Problem statement. From the data below, repeat exactly the lines from the line with "The tag stored" to the line with "pub fn from_str(value: &str)", both included.

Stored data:
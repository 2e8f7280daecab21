//! Wallet domain models and parameters.
//!
//! Domain types for balances and the append-only transaction audit trail,
//! plus the parameter types every balance change funnels through.

use chrono::{DateTime, Utc};

use crate::{
    model::wallet::{WalletDto, WalletHistoryDto, WalletTransactionDto},
    server::{
        error::{internal::InternalError, AppError},
        model::salary::SalarySource,
        util::parse::parse_u64_from_string,
    },
};

/// A wallet's balance for one account.
#[derive(Debug, Clone, PartialEq)]
pub struct Wallet {
    pub account_id: u64,
    pub balance: i64,
}

impl Wallet {
    pub fn into_dto(self) -> WalletDto {
        WalletDto {
            account_id: self.account_id,
            balance: self.balance,
        }
    }
}

/// Why a balance changed.
#[derive(Debug, Clone, Copy, PartialEq, Eq)]
pub enum TransactionKind {
    /// Automatic payout by the salary reconciliation job.
    Salary,
    /// Manual credit or debit by an admin.
    Adjustment,
    /// Withdrawal to the in-game currency.
    Withdrawal,
}

impl TransactionKind {
    /// The tag stored in the `kind` column.
    pub fn as_str(&self) -> &'static str {
        match self {
            Self::Salary => "salary",
            Self::Adjustment => "adjustment",
            Self::Withdrawal => "withdrawal",
        }
    }

    /// Parses a stored kind tag back into the enum.
    ///
    /// # Returns
    /// - `Ok(TransactionKind)` - Recognized tag
    /// - `Err(AppError::InternalErr(UnknownTransactionKind))` - The database
    ///   holds a tag this version does not know
    pub fn from_str(value: &str) -> Result<Self, AppError> {
        match value {
            "salary" => Ok(Self::Salary),
            "adjustment" => Ok(Self::Adjustment),
            "withdrawal" => Ok(Self::Withdrawal),
            other => Err(InternalError::UnknownTransactionKind(other.to_string()).into()),
        }
    }
}

/// The external ledger row a salary transaction was generated from.
///
/// The pair is unique across all transactions ever written, which is what
/// makes re-processing a ledger row idempotent. The display comment plays no
/// part in this.
#[derive(Debug, Clone, PartialEq)]
pub struct TransactionSource {
    pub source: SalarySource,
    /// The row's identity within its source: the numeric id for bans and
    /// mutes, the RFC 3339 date for checks.
    pub reference: String,
}

/// An immutable audit record for one balance change.
#[derive(Debug, Clone, PartialEq)]
pub struct WalletTransaction {
    pub id: i32,
    pub account_id: u64,
    pub kind: TransactionKind,
    pub amount: i64,
    pub initiator: String,
    pub comment: String,
    pub created_at: DateTime<Utc>,
}

impl WalletTransaction {
    pub fn into_dto(self) -> WalletTransactionDto {
        WalletTransactionDto {
            id: self.id,
            kind: self.kind.as_str().to_string(),
            amount: self.amount,
            initiator: self.initiator,
            comment: self.comment,
            created_at: self.created_at,
        }
    }

    /// Converts an entity model at the repository boundary.
    pub fn from_entity(entity: entity::wallet_transaction::Model) -> Result<Self, AppError> {
        let account_id = parse_u64_from_string(entity.account_id)?;

        Ok(Self {
            id: entity.id,
            account_id,
            kind: TransactionKind::from_str(&entity.kind)?,
            amount: entity.amount,
            initiator: entity.initiator,
            comment: entity.comment,
            created_at: entity.created_at,
        })
    }
}

/// Paginated slice of a wallet's transaction history.
#[derive(Debug, Clone, PartialEq)]
pub struct PaginatedTransactions {
    pub transactions: Vec<WalletTransaction>,
    pub total: u64,
    pub page: u64,
    pub per_page: u64,
    pub total_pages: u64,
}

impl PaginatedTransactions {
    pub fn into_dto(self) -> WalletHistoryDto {
        WalletHistoryDto {
            transactions: self.transactions.into_iter().map(|t| t.into_dto()).collect(),
            total: self.total,
            page: self.page,
            per_page: self.per_page,
            total_pages: self.total_pages,
        }
    }
}

/// Parameters for one atomic balance change.
///
/// Every path that moves currency - the salary job, admin adjustments,
/// withdrawals - builds one of these and hands it to the wallet repository,
/// which applies the balance write and the audit insert in one database
/// transaction.
#[derive(Debug, Clone)]
pub struct ApplyTransactionParam {
    /// Account whose wallet changes.
    pub account_id: u64,
    pub kind: TransactionKind,
    /// Signed amount; negative for debits.
    pub amount: i64,
    /// The originating ledger row for salary payouts, `None` otherwise.
    pub source: Option<TransactionSource>,
    /// Who initiated the change: `"salary"` for the job, otherwise the
    /// acting user's Discord ID.
    pub initiator: String,
    /// Display-only prose shown in the wallet history.
    pub comment: String,
}

/// Parameters for a withdrawal (self-service or admin-forced).
#[derive(Debug, Clone)]
pub struct WithdrawParam {
    /// Account whose balance is debited.
    pub account_id: u64,
    /// Positive amount to withdraw.
    pub amount: i64,
    /// In-game name the payout command targets.
    pub minecraft_name: String,
    /// Who initiated the withdrawal (the account owner or an admin).
    pub initiator: String,
}

/// Parameters for paginated history queries.
#[derive(Debug, Clone)]
pub struct GetHistoryParam {
    pub account_id: u64,
    /// Zero-indexed page number.
    pub page: u64,
    pub per_page: u64,
}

Result for this task.
    /// The tag stored in the `kind` column.
    pub fn as_str(&self) -> &'static str {
        match self {
            Self::Salary => "salary",
            Self::Adjustment => "adjustment",
            Self::Withdrawal => "withdrawal",
        }
    }

    /// Parses a stored kind tag back into the enum.
    ///
    /// # Returns
    /// - `Ok(TransactionKind)` - Recognized tag
    /// - `Err(AppError::InternalErr(UnknownTransactionKind))` - The database
    ///   holds a tag this version does not know
    pub fn from_str(value: &str) -> Result<Self, AppError> {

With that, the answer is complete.